Mobile banking
The trend is to go simple & easy and so mobile payments using cellphones is on the rise. Our question to you: is this desirable?
In fact, this form of banking has been possible for a while now. An example: since 1998 the African company Celtel allows people to transfer phone credit to another phone using text messages. This has proven a very popular service.
Another example is the recently launched Safaricom payment service, which is almost identical to Rabo SMS payments in the Netherlands. Customers can transfer money to any other person, regardless of their bank.
Virtual wallet
How it works? Customers open a virtual wallet in which they deposit an amount of money. Next, they send a text message to the bank in which they specify the cellphone number of the receiving person and the amount of money they want to transfer. When the transaction is confirmed, the money is automatically wired to the other person.
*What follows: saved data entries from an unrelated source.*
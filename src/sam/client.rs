use super::{Reply, Version, PROTOCOL_VERSION};
use crate::{
    config::BridgeConfig,
    data::{Destination, PrivateKey, PublicKey, Structure},
    error::{Error, Result},
    transport::Connection,
};

/// Synchronous SAM v3 client.
///
/// `HELLO` has to be the first command on a connection. [`SamClient::open`]
/// connects and sends it; after a manual [`SamClient::connect`] call
/// [`SamClient::hello`] yourself.
///
/// ```rust,no_run
/// use i2p_bridge::{sam::SamClient, BridgeConfig};
///
/// # fn main() -> i2p_bridge::Result<()> {
/// let mut sam = SamClient::open(BridgeConfig::sam())?;
/// let destination = sam.lookup_destination("forum.i2p")?;
/// println!("{}", destination.b32_address());
/// # Ok(())
/// # }
/// ```
#[derive(Debug)]
pub struct SamClient {
    config: BridgeConfig,
    /// Sent as both bounds when `hello` gets none.
    requested: Version,
    version: Option<Version>,
    connection: Option<Connection>,
}

impl SamClient {
    pub fn new(config: BridgeConfig) -> Self {
        Self {
            config,
            requested: PROTOCOL_VERSION,
            version: None,
            connection: None,
        }
    }

    /// Connects and negotiates [`PROTOCOL_VERSION`].
    pub fn open(config: BridgeConfig) -> Result<Self> {
        Self::open_with_version(config, PROTOCOL_VERSION)
    }

    /// Connects and negotiates `version`.
    pub fn open_with_version(config: BridgeConfig, version: Version) -> Result<Self> {
        let mut client = Self::new(config).with_version(version);
        client.connect()?;
        client.hello(None, None)?;
        Ok(client)
    }

    /// Sets the version `hello` asks for when called without bounds.
    pub fn with_version(mut self, version: Version) -> Self {
        self.requested = version;
        self
    }

    pub fn requested_version(&self) -> Version {
        self.requested
    }

    pub fn host(&self) -> &str {
        &self.config.host
    }

    pub fn port(&self) -> u16 {
        self.config.port
    }

    pub fn config(&self) -> &BridgeConfig {
        &self.config
    }

    /// Version agreed by the last successful `HELLO` on this connection.
    pub fn version(&self) -> Option<Version> {
        self.version
    }

    pub fn is_connected(&self) -> bool {
        self.connection.is_some()
    }

    /// Opens a fresh connection, closing any existing one. The bridge sends
    /// no greeting, so nothing is read.
    pub fn connect(&mut self) -> Result<&mut Self> {
        self.disconnect();
        self.connection = Some(Connection::open(&self.config)?);
        Ok(self)
    }

    pub fn reconnect(&mut self) -> Result<&mut Self> {
        self.connect()
    }

    pub fn disconnect(&mut self) -> &mut Self {
        if let Some(connection) = self.connection.take() {
            connection.close();
        }
        self.version = None;
        self
    }

    /// Negotiates a protocol version between `min` and `max`, both defaulting
    /// to the requested version, and returns the one the bridge picked.
    pub fn hello(&mut self, min: Option<Version>, max: Option<Version>) -> Result<Version> {
        let min = min.unwrap_or(self.requested);
        let max = max.unwrap_or(self.requested);
        if min > max {
            return Err(Error::InvalidConfig(format!(
                "minimum version {} is above maximum {}",
                min, max
            )));
        }

        match self.command(&format!("HELLO VERSION MIN={} MAX={}", min, max))? {
            Reply::Hello { version } => {
                tracing::debug!(%version, "SAM handshake complete");
                self.version = Some(version);
                Ok(version)
            }
            other => Err(unexpected("HELLO", other)),
        }
    }

    /// Resolves `name` to the text form of its destination's public key.
    ///
    /// Routers answer with the whole destination, which is longer than a bare
    /// public key. The value is decoded without checking its length; use
    /// [`SamClient::lookup_destination`] for a parsed destination.
    pub fn lookup_name(&mut self, name: &str) -> Result<PublicKey> {
        let value = self.naming_lookup(name)?;
        Ok(PublicKey::from_base64_unchecked(&value)?)
    }

    /// Resolves `name` and decodes the reply as a full destination.
    pub fn lookup_destination(&mut self, name: &str) -> Result<Destination> {
        let value = self.naming_lookup(name)?;
        Ok(Destination::parse(&value)?)
    }

    /// Asks the router for a new destination. Returns the private half
    /// first, then the public half.
    pub fn generate_dest(&mut self) -> Result<(PrivateKey, PublicKey)> {
        match self.command("DEST GENERATE")? {
            Reply::Dest { public, private } => Ok((
                PrivateKey::from_base64_unchecked(&private)?,
                PublicKey::from_base64_unchecked(&public)?,
            )),
            other => Err(unexpected("DEST", other)),
        }
    }

    fn naming_lookup(&mut self, name: &str) -> Result<String> {
        match self.command(&format!("NAMING LOOKUP NAME={}", name))? {
            Reply::Naming { value, .. } => Ok(value),
            other => Err(unexpected("NAMING", other)),
        }
    }

    /// Sends one command line and parses the reply.
    fn command(&mut self, line: &str) -> Result<Reply> {
        if self.connection.is_none() {
            self.connect()?;
        }
        let connection = self
            .connection
            .as_mut()
            .ok_or(Error::ConnectionClosed)?;
        connection.send_line(line)?;
        Reply::parse(&connection.read_line()?)
    }
}

fn unexpected(noun: &str, reply: Reply) -> Error {
    Error::malformed(format!("expected {} REPLY, got {:?}", noun, reply))
}

impl Drop for SamClient {
    fn drop(&mut self) {
        self.disconnect();
    }
}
Other applications used in the Netherlands are more limited in their functionality. Payter allows users to pay by holding their phone next to a special tag on Payter locations. Users of Paydutch can transfer money to other people, but only through a middle-man. So these services are a little less advanced.

Your opinion?
Recent spurts of innovation show once again the swiftness of developments in the world of mobile banking. Our question to you: is this desirable?
Banking will increasingly become an individualistic and impersonal affair and the physical branch office seems further away than ever. Other issues are of course the security of mobile banking applications and their resilience against fraud. And where does it end? Will we be able to authorize payments using only our voice? It would sure save us from the strain on our fingers.